# is lionel touch-up paint available?



## newB (Feb 3, 2011)

is there any source for touchup paint to paint scrapes/scratches on tin lionel cars? i'm thinking touchup paint like the dupli-color auto paint available in fingernail polish sized bottles with a built in tiny brush.

if not, has anyone ever made a cross reference of standard lionel paint colors to currently available paints?


----------



## gunrunnerjohn (Nov 10, 2010)

Try this: http://www.trainenamel.com/Lionel Colors.htm

Home page: Matched Colors for Old Toy Trains


----------



## tjcruiser (Jan 10, 2010)

Try these, too ...

http://henningstrains.com/CollectorColor.html


----------



## newB (Feb 3, 2011)

great links, thanks!


----------



## gunrunnerjohn (Nov 10, 2010)

tjcruiser said:


> Try these, too ...
> 
> http://henningstrains.com/CollectorColor.html


These guys are only 7 miles from me, I should drop in there sometime. I've ordered mail-order from them, but never been to the store.


----------



## tjcruiser (Jan 10, 2010)

Though I've never done business with him, I hear George Tebolt has a great offering of Lionel color-matched paints ... 
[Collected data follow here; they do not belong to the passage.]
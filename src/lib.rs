//! autofsd: an on-demand directory manager cooperating with the Linux
//! autofs v4 kernel module.
//!
//! The binary in `src/main.rs` is a thin CLI/process shell around this
//! library. Each module below corresponds to one piece of the daemon:
//! wire protocol, per-name locking, worker pools, the backup subsystem,
//! and the dispatcher that ties them together.

pub mod backup_argv;
pub mod backup_child;
pub mod backup_queue;
pub mod clock;
pub mod config;
pub mod dispatcher;
pub mod error;
pub mod expire;
pub mod lifecycle;
pub mod lockfile;
pub mod module_loader;
pub mod multipath;
pub mod packet;
pub mod proto;
pub mod worker_pool;
pub mod workon;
http://www.georgetebolt.com/


----------



## Odd-d (Feb 22, 2011)

I bought several cans of spray black from various manufacturers and sprayed pieces of matboard to make color samples. why not try this and then you can judge which paint matches best. Odd-d


----------



## tjcruiser (Jan 10, 2010)

Just out of curiosity, was there any significant difference to the actual shades of black? (I'm talking color here, not finish sheen.) I would have thought that black was pretty much black.

Maybe not, though ... ???

TJ


----------



## gunrunnerjohn (Nov 10, 2010)

Black is black, except when it isn't.


----------



## tjcruiser (Jan 10, 2010)

Tell that to Henry Ford !


----------